» WHAT TO DO: Scan the entries below for the word "with" and copy every line in which it occurs.

» DATA FOR REVIEW:

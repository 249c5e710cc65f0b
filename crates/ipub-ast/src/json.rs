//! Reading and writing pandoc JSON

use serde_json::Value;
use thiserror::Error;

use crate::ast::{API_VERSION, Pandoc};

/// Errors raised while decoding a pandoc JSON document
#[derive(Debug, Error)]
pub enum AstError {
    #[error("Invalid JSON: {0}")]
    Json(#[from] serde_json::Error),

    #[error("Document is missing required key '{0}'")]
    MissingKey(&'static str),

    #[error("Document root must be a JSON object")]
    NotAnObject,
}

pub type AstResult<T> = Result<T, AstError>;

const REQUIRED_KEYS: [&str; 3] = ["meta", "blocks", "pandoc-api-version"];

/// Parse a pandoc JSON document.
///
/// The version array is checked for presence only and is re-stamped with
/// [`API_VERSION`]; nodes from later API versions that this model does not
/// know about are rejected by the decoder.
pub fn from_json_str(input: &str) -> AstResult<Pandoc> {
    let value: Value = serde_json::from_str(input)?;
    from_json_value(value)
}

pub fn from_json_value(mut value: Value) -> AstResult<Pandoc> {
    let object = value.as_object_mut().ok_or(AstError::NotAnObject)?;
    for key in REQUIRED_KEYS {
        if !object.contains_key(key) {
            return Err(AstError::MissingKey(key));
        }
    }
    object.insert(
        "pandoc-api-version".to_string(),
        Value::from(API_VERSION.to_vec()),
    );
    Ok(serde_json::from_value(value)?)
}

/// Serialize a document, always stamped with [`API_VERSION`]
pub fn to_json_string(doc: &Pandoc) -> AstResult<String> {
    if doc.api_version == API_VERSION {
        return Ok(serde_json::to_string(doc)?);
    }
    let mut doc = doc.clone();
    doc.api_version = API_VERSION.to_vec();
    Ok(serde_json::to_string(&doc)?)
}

---

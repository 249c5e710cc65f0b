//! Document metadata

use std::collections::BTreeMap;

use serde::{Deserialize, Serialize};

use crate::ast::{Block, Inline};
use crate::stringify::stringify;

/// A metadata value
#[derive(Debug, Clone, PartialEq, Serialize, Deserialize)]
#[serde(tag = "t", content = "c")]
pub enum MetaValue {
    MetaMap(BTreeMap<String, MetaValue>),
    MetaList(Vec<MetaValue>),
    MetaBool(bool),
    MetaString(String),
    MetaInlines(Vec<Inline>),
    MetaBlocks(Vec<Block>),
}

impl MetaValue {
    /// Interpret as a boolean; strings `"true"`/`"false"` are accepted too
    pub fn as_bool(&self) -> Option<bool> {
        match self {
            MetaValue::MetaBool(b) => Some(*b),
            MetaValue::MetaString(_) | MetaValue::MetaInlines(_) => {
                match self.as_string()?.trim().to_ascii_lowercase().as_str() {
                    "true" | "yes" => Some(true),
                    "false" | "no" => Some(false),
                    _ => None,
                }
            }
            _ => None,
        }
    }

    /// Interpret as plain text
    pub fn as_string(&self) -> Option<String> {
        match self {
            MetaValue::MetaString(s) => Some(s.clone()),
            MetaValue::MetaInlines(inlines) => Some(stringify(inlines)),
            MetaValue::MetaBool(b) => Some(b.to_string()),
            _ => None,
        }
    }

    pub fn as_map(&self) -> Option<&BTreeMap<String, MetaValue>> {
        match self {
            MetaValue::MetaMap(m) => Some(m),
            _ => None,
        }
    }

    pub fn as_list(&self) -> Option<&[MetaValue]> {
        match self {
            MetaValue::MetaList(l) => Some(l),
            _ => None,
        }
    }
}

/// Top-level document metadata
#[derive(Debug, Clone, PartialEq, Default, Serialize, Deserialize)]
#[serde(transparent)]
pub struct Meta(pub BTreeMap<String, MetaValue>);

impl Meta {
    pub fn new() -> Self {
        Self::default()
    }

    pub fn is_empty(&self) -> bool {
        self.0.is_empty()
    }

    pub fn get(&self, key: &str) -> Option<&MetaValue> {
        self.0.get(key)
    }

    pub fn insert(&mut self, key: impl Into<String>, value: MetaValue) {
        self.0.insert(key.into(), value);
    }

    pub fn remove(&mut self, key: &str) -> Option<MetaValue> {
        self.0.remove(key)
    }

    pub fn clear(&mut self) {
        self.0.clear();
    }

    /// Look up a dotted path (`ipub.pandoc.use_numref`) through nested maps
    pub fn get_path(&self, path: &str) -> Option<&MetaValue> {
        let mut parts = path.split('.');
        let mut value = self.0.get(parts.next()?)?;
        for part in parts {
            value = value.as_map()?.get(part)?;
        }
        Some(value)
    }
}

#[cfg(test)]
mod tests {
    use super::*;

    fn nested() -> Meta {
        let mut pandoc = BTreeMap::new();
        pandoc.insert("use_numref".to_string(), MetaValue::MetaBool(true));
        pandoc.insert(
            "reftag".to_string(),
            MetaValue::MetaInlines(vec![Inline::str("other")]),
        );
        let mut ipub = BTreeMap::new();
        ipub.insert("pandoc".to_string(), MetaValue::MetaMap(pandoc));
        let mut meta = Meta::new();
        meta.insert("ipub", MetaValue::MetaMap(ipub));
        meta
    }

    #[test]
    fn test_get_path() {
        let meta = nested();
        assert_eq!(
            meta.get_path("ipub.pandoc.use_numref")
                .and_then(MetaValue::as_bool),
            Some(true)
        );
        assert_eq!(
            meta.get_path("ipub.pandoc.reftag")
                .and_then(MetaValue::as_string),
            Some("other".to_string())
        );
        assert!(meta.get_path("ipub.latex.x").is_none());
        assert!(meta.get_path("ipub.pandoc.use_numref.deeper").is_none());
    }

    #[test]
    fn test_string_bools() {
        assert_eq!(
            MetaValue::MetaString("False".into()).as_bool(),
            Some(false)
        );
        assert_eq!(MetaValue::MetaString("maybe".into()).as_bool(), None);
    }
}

...

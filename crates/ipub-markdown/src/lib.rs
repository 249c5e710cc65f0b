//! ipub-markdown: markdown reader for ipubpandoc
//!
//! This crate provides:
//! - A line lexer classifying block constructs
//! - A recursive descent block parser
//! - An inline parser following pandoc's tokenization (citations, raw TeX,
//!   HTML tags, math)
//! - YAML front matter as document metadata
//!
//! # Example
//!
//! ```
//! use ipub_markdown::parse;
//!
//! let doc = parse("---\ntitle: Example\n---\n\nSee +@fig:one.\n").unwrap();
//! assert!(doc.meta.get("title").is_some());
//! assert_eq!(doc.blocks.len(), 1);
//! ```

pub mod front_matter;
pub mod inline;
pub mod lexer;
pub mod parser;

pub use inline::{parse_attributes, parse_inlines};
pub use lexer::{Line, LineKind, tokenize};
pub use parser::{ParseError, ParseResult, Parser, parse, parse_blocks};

» RESULT:
/// The version array is checked for presence only and is re-stamped with
/// Serialize a document, always stamped with [`API_VERSION`]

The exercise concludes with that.